Crossing the Line

Choreographer Nahoon Park. (All photos: Travis Jeppesen)

IT IS NO EXAGGERATION to say that throughout the past month, the eyes of the entire wide-awake world have been on the Korean peninsula, with history being made on a near-daily basis. Even the German capital—home to an increasingly sizable Korean expat community and a host to both North and South Korea’s embassies, positioned within walking distance of each other—has not been immune to these moves. Whispers regarding the ambassadors of said embassies suggest that pleasantries were exchanged during a chance social gathering that took place around the time of the first summit between Kim Jong Un and Moon Jae-in––an innocuous meeting that nonetheless would have been unthinkable only a year ago.

Little surprise, then, that curator Joanne Kim would select “borders” as the theme of the Korean Interdisciplinary Arts Festival, sponsored by the South Korean embassy and hosted in the environs of the Kunstquartier Bethanien in Berlin’s Kreuzberg district. Over the course of ten days, the festival brought together six Korean and Korean diasporic artists for an exhibition and lively program of performances, talks, and readings. As Kim told me, “All the artists are in their late thirties and early forties. So they all have a very personal relationship with the outcome of the Korean War, and a concrete idea of what a border means.”

After a welcome speech by ambassador Bumgoo Jong, three of the artists—Soyoung Chung, Biho Ryu, and Hwang Kim—gave back-to-back performances that served, in varying ways, as extensions of their exhibited work. Chung’s work involves itself heavily in the poetics of the geological. Against a video projection of tectonic plates, Chung delivered a poetic discourse on the notion of earth memories as things “that neither you nor I remember.” Borders that transcend geopolitical conventions, invisible to the naked eye.

Artists Christa Joo Hyun D’Angelo, Jinny Yu, and Kate-Hers Rhee.

Ryu’s performance included a reading of his poem (in English translation) “A Prophet’s Words,” accompanied by an improvised response by a solo dancer. The poem directly elicits the “black ash” and “dark blood” of battle, hinting at one of perhaps millions of tragic narratives that assumed commonplace status during the three years that the Korean War wrenched apart the peninsula:

seventy years ago in a war,
a father said good-bye
a son remembers and laments
and prays for the father that did not return

With no peace treaty ever signed—though its potential now, after all this time, could be on the horizon—the speaker of the poem reminds us that the two Koreas are still technically in the midst of a civil war, one that has continued to play out over decades in the form of propaganda battles and verbal skirmishes that have occasionally erupted in acts of violence. “Living in the present,” the poem implores:

how can we comfort ourselves?
how can we find the warmth?
how to overcome the past?

In 2010, Hwang Kim staged an elaborate project in which he filmed a somewhat tongue-in-cheek video of South Korean actors playing young North Koreans explaining to their compatriots how to make pizza. He then arranged to have DVDs of the film, Pizzas for the People, smuggled into the North. In return, several North Korean viewers wrote letters assessing the films on the merits and minuses of the actors’ performances. One of these letters, which was read in a live performance by a North Korean refugee who goes by the name of Jun (as he still has family in the North who he wants to protect), included a sweetly gushing expression of fandom for one of the main actors. Appropriately enough, pizza was served at the end of the evening’s final performance.

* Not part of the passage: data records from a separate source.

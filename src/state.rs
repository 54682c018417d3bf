// src/state.rs
// Shared, read-only service wiring handed to every connection. Per-session
// mutable state lives in SessionState, owned by each connection task.

use std::sync::Arc;

use crate::chat::{ChatService, window};
use crate::config::TutorConfig;
use crate::ingest::Ingestor;
use crate::llm::ChatClient;
use crate::prompt::PromptStore;

#[derive(Clone)]
pub struct AppState {
    pub config: Arc<TutorConfig>,
    pub chat: Arc<ChatService>,
    pub ingestor: Arc<Ingestor>,
    pub prompts: Arc<PromptStore>,
}

impl AppState {
    pub fn new(config: TutorConfig) -> Self {
        let client = Arc::new(ChatClient::new(
            config.api_key.clone(),
            config.api_base.clone(),
        ));
        let chat = Arc::new(ChatService::new(
            client,
            window::from_config(config.history_window),
        ));
        let ingestor = Arc::new(Ingestor::new(config.max_upload_bytes));
        let prompts = Arc::new(PromptStore::new(config.prompt_path.clone()));

        Self {
            config: Arc::new(config),
            chat,
            ingestor,
            prompts,
        }
    }
}
// src/ingest/text.rs

use super::AttachmentDecoder;
use crate::error::Result;
use crate::llm::ContentBlock;

/// Plain text passes through verbatim. UTF-8 first; input that is not
/// valid UTF-8 is re-read as WINDOWS-1252 so legacy exports still ingest.
pub struct TextDecoder;

impl AttachmentDecoder for TextDecoder {
    fn decode(&self, bytes: &[u8]) -> Result<ContentBlock> {
        let (text, _, had_errors) = encoding_rs::UTF_8.decode(bytes);
        if !had_errors {
            return Ok(ContentBlock::text(text));
        }
        let (text, _, _) = encoding_rs::WINDOWS_1252.decode(bytes);
        Ok(ContentBlock::text(text))
    }
}
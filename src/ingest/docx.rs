// src/ingest/docx.rs

use std::io::{Cursor, Read};

use quick_xml::Reader;
use quick_xml::events::Event;
use tracing::debug;

use super::AttachmentDecoder;
use crate::error::{Result, TutorError};
use crate::llm::ContentBlock;

/// Extracts paragraph text from a DOCX archive in document order, one line
/// per paragraph. Tables, headers, and footers are not extracted.
pub struct DocxDecoder;

impl AttachmentDecoder for DocxDecoder {
    fn decode(&self, bytes: &[u8]) -> Result<ContentBlock> {
        let mut archive = zip::ZipArchive::new(Cursor::new(bytes))
            .map_err(|e| TutorError::AttachmentDecode(format!("invalid DOCX archive: {e}")))?;

        let mut xml = Vec::new();
        archive
            .by_name("word/document.xml")
            .map_err(|_| {
                TutorError::AttachmentDecode("DOCX archive has no word/document.xml".to_string())
            })?
            .read_to_end(&mut xml)
            .map_err(|e| TutorError::AttachmentDecode(format!("unreadable DOCX entry: {e}")))?;

        let paragraphs = extract_paragraphs(&xml)?;
        debug!(paragraphs = paragraphs.len(), "DOCX attachment extracted");

        Ok(ContentBlock::text(paragraphs.join("\n")))
    }
}

/// Walk the document XML, concatenating `w:t` runs within each `w:p`
/// paragraph. Empty paragraphs keep their (empty) line.
fn extract_paragraphs(xml: &[u8]) -> Result<Vec<String>> {
    let mut reader = Reader::from_reader(xml);
    let mut buf = Vec::new();

    let mut paragraphs = Vec::new();
    let mut current = String::new();
    let mut in_text = false;

    loop {
        match reader.read_event_into(&mut buf) {
            Ok(Event::Start(ref e)) => {
                if e.name().as_ref() == b"w:t" {
                    in_text = true;
                }
            }
            Ok(Event::Text(e)) => {
                if in_text {
                    let text = e.unescape().map_err(|err| {
                        TutorError::AttachmentDecode(format!("DOCX text decode error: {err}"))
                    })?;
                    current.push_str(&text);
                }
            }
            Ok(Event::End(ref e)) => {
                if e.name().as_ref() == b"w:t" {
                    in_text = false;
                }
                if e.name().as_ref() == b"w:p" {
                    paragraphs.push(std::mem::take(&mut current));
                }
            }
            Ok(Event::Empty(ref e)) => {
                if e.name().as_ref() == b"w:p" {
                    paragraphs.push(String::new());
                }
            }
            Ok(Event::Eof) => break,
            Err(e) => {
                return Err(TutorError::AttachmentDecode(format!(
                    "DOCX XML parse error: {e}"
                )));
            }
            _ => {}
        }
        buf.clear();
    }

    Ok(paragraphs)
}

#[cfg(test)]
mod tests {
    use super::*;
    use std::io::Write;
    use zip::write::SimpleFileOptions;

    fn build_docx(document_xml: &str) -> Vec<u8> {
        let mut cursor = Cursor::new(Vec::new());
        {
            let mut writer = zip::ZipWriter::new(&mut cursor);
            writer
                .start_file("word/document.xml", SimpleFileOptions::default())
                .unwrap();
            writer.write_all(document_xml.as_bytes()).unwrap();
            writer.finish().unwrap();
        }
        cursor.into_inner()
    }

    const SAMPLE: &str = r#"<?xml version="1.0" encoding="UTF-8"?>
<w:document xmlns:w="http://schemas.openxmlformats.org/wordprocessingml/2006/main">
  <w:body>
    <w:p><w:r><w:t>Hello</w:t></w:r><w:r><w:t> world</w:t></w:r></w:p>
    <w:p/>
    <w:p><w:r><w:t>Second &amp; final</w:t></w:r></w:p>
  </w:body>
</w:document>"#;

    #[test]
    fn test_paragraphs_join_in_document_order() {
        let bytes = build_docx(SAMPLE);
        let block = DocxDecoder.decode(&bytes).unwrap();
        assert_eq!(block, ContentBlock::text("Hello world\n\nSecond & final"));
    }

    #[test]
    fn test_runs_concatenate_without_separator() {
        let xml = r#"<w:document xmlns:w="x"><w:body>
            <w:p><w:r><w:t>fu</w:t></w:r><w:r><w:t>sed</w:t></w:r></w:p>
        </w:body></w:document>"#;
        let paragraphs = extract_paragraphs(xml.as_bytes()).unwrap();
        assert_eq!(paragraphs, vec!["fused"]);
    }

    #[test]
    fn test_archive_without_document_xml_is_an_error() {
        let mut cursor = Cursor::new(Vec::new());
        {
            let mut writer = zip::ZipWriter::new(&mut cursor);
            writer
                .start_file("word/other.xml", SimpleFileOptions::default())
                .unwrap();
            writer.write_all(b"<x/>").unwrap();
            writer.finish().unwrap();
        }
        match DocxDecoder.decode(&cursor.into_inner()) {
            Err(TutorError::AttachmentDecode(msg)) => {
                assert!(msg.contains("word/document.xml"));
            }
            other => panic!("expected AttachmentDecode, got {other:?}"),
        }
    }

    #[test]
    fn test_not_a_zip_is_an_error() {
        match DocxDecoder.decode(b"plain bytes, no archive") {
            Err(TutorError::AttachmentDecode(msg)) => assert!(msg.contains("invalid DOCX")),
            other => panic!("expected AttachmentDecode, got {other:?}"),
        }
    }
}
// src/main.rs

use axum::{Router, routing::get};
use tracing::info;
use tracing_subscriber::EnvFilter;

use tutor_backend::api::ws_chat_handler;
use tutor_backend::config::TutorConfig;
use tutor_backend::prompt::PromptStore;
use tutor_backend::state::AppState;

#[tokio::main]
async fn main() -> anyhow::Result<()> {
    tracing_subscriber::fmt()
        .with_env_filter(
            EnvFilter::try_from_default_env().unwrap_or_else(|_| EnvFilter::new("info")),
        )
        .init();

    // Missing credential halts startup here, not on the first turn.
    let config = TutorConfig::from_env()?;

    info!("Starting tutor backend");
    info!("Model: {}", config.model);
    info!(
        "History window: {}",
        if config.history_window == 0 {
            "full replay".to_string()
        } else {
            format!("last {} messages", config.history_window)
        }
    );

    // Validate the prompt file up front: bootstrap the default when absent,
    // fail fast when it exists but cannot be read.
    let prompts = PromptStore::new(config.prompt_path.clone());
    let prompt = prompts.load().await?;
    info!(
        "System prompt loaded from {} ({} chars)",
        prompts.path().display(),
        prompt.len()
    );

    let bind_address = config.bind_address();
    let state = AppState::new(config);

    let app = Router::new()
        .route("/ws", get(ws_chat_handler))
        .with_state(state);

    let listener = tokio::net::TcpListener::bind(&bind_address).await?;
    info!("Chat endpoint listening on ws://{}/ws", bind_address);

    axum::serve(listener, app).await?;

    Ok(())
}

Dealer Jinhee Choi, artist Helena Parada Kim, and curator Joanne Kim.

In the central room of the exhibition space, the paintings of Helena Parada Kim combine traditional Korean motifs with Western stylistic tropes hijacked from the High Renaissance. This unlikely fusion has its roots in the artist’s mixed heritage, which she discussed in a live conversation on Saturday, May 13: Kim’s mother is Korean, her father Spanish, and she was raised in Germany, where she still lives. She was paired in the conversation with her gallerist, Jinhee Choi, of Choi & Lager—which has branches in both Seoul and Cologne—and the talk eventually morphed into the challenges and promises of circulating such work in the Korean art economy of the twenty-first century. “Korea is a very closed country,” Choi noted, “and Korean artists have a tough time promoting themselves outside the borders.” Interestingly, Kim’s paintings of traditional Korean motifs, such as the hanbok dress, sell well in the German market. But after her first exhibition in Seoul this past winter, it was paintings that omitted such direct local references that generated the most critical and commercial interest.

The notion of borders that elicits a more personal, existential malaise was explored in the festival’s final performance on May 18. Choreographer Nahoon Park presides over a company that is known in South Korea for its interdisciplinary approach, combining installation and audience participation while stylistically infusing traditional Korean dance with the contemporary avant-garde. Vocalizing a pathological condition of never knowing exactly where one is at any given moment in time—certainly an experience I’ve felt in my lifelong journey of self-displacement, a condition intimately familiar to every emigrant—Park’s jerkily exorcistic display was a fitting attempt at an end, in lieu of an erased border.